• _Exercise instructions_
Begin with the first line of the entries below and reproduce each line exactly, ending with the line that holds "fn bench_load(c: &mut".

Saved entries:
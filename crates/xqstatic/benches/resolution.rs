// resolution.rs - Benchmarks for static context resolution
//
// Run with: cargo bench --features test-support --bench resolution
// Compare baselines: cargo bench --features test-support --bench resolution -- --baseline before

use criterion::{black_box, criterion_group, criterion_main, BenchmarkId, Criterion};

use xqstatic::cache::ResolutionCache;
use xqstatic::test_utils::fixture_query::{
    create_fixture_file, generate_query, generate_query_spec, FixtureConfig, PROBE,
};
use xqstatic::{DialectConfig, NodeId, StaticContext, SyntaxKind, SyntaxTree};

fn presets() -> [(&'static str, FixtureConfig); 3] {
    [
        ("small", FixtureConfig::small()),
        ("medium", FixtureConfig::medium()),
        ("large", FixtureConfig::large()),
    ]
}

fn probe(tree: &SyntaxTree) -> NodeId {
    tree.root()
        .descendants()
        .find(|n| n.kind() == SyntaxKind::EQName && n.text() == Some(PROBE))
        .map(|n| n.id())
        .unwrap()
}

// ---------------------------------------------------------------------------
// Benchmark: Loading trees
//
// Building from a node description, and parsing the JSON form the CLI reads.
// ---------------------------------------------------------------------------

fn bench_load(c: &mut Criterion) {
    let mut group = c.benchmark_group("load");

    for (name, config) in presets() {
        let spec = generate_query_spec(&config);
        group.bench_with_input(BenchmarkId::new("from_spec", name), &spec, |b, spec| {
            b.iter(|| black_box(SyntaxTree::from_spec(black_box(spec)).unwrap()))
        });

        let (_dir, path) = create_fixture_file(&config);
        let json = std::fs::read_to_string(&path).unwrap();
        group.bench_with_input(BenchmarkId::new("from_json", name), &json, |b, json| {
            b.iter(|| black_box(SyntaxTree::from_json_str(black_box(json)).unwrap()))
        });
    }
    group.finish();
}

// ---------------------------------------------------------------------------
// Benchmark: Each resolver at the innermost return
//
// The probe sits beneath every FLWOR level, so this is the deepest query
// position in the fixture.
// ---------------------------------------------------------------------------

fn bench_resolvers_at_probe(c: &mut Criterion) {
    let mut group = c.benchmark_group("resolvers_at_probe");

    for (name, config) in presets() {
        let tree = generate_query(&config);
        let id = probe(&tree);
        let ctx = StaticContext::new(&tree, DialectConfig::marklogic(10));

        group.bench_with_input(BenchmarkId::new("namespaces", name), &id, |b, &id| {
            b.iter(|| black_box(ctx.namespaces(black_box(id))))
        });
        group.bench_with_input(BenchmarkId::new("default_function_namespace", name), &id, |b, &id| {
            b.iter(|| black_box(ctx.default_function_namespace(black_box(id))))
        });
        group.bench_with_input(BenchmarkId::new("variables", name), &id, |b, &id| {
            b.iter(|| black_box(ctx.in_scope_variables(black_box(id))))
        });
        group.bench_with_input(BenchmarkId::new("functions", name), &id, |b, &id| {
            b.iter(|| black_box(ctx.statically_known_functions(black_box(id))))
        });
    }
    group.finish();
}

// ---------------------------------------------------------------------------
// Benchmark: Every node, cold cache vs. warm cache, serial vs. batch
// ---------------------------------------------------------------------------

fn bench_every_node(c: &mut Criterion) {
    let mut group = c.benchmark_group("every_node_variables");
    group.sample_size(20);

    for (name, config) in presets() {
        let tree = generate_query(&config);
        let ids: Vec<NodeId> = tree.root().descendants().map(|n| n.id()).collect();

        group.bench_with_input(BenchmarkId::new("serial", name), &ids, |b, ids| {
            b.iter(|| {
                let ctx = StaticContext::new(&tree, DialectConfig::default());
                for &id in ids {
                    black_box(ctx.in_scope_variables(id));
                }
            })
        });

        group.bench_with_input(BenchmarkId::new("batch", name), &ids, |b, ids| {
            b.iter(|| {
                let ctx = StaticContext::new(&tree, DialectConfig::default());
                black_box(ctx.in_scope_variables_batch(ids))
            })
        });

        let cache = ResolutionCache::with_capacity(ids.len());
        let warm = StaticContext::new(&tree, DialectConfig::default()).with_cache(&cache);
        warm.in_scope_variables_batch(&ids);
        group.bench_with_input(BenchmarkId::new("warm_cache", name), &ids, |b, ids| {
            b.iter(|| {
                for &id in ids {
                    black_box(warm.in_scope_variables(id));
                }
            })
        });
    }
    group.finish();
}

criterion_group!(benches, bench_load, bench_resolvers_at_probe, bench_every_node);
criterion_main!(benches);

• _The answer_
filename crates/xqstatic/benches/resolution.rs
// resolution.rs - Benchmarks for static context resolution
//
// Run with: cargo bench --features test-support --bench resolution
// Compare baselines: cargo bench --features test-support --bench resolution -- --baseline before

use criterion::{black_box, criterion_group, criterion_main, BenchmarkId, Criterion};

use xqstatic::cache::ResolutionCache;
use xqstatic::test_utils::fixture_query::{
    create_fixture_file, generate_query, generate_query_spec, FixtureConfig, PROBE,
};
use xqstatic::{DialectConfig, NodeId, StaticContext, SyntaxKind, SyntaxTree};

fn presets() -> [(&'static str, FixtureConfig); 3] {
    [
        ("small", FixtureConfig::small()),
        ("medium", FixtureConfig::medium()),
        ("large", FixtureConfig::large()),
    ]
}

fn probe(tree: &SyntaxTree) -> NodeId {
    tree.root()
        .descendants()
        .find(|n| n.kind() == SyntaxKind::EQName && n.text() == Some(PROBE))
        .map(|n| n.id())
        .unwrap()
}

// ---------------------------------------------------------------------------
// Benchmark: Loading trees
//
// Building from a node description, and parsing the JSON form the CLI reads.
// ---------------------------------------------------------------------------

fn bench_load(c: &mut Criterion) {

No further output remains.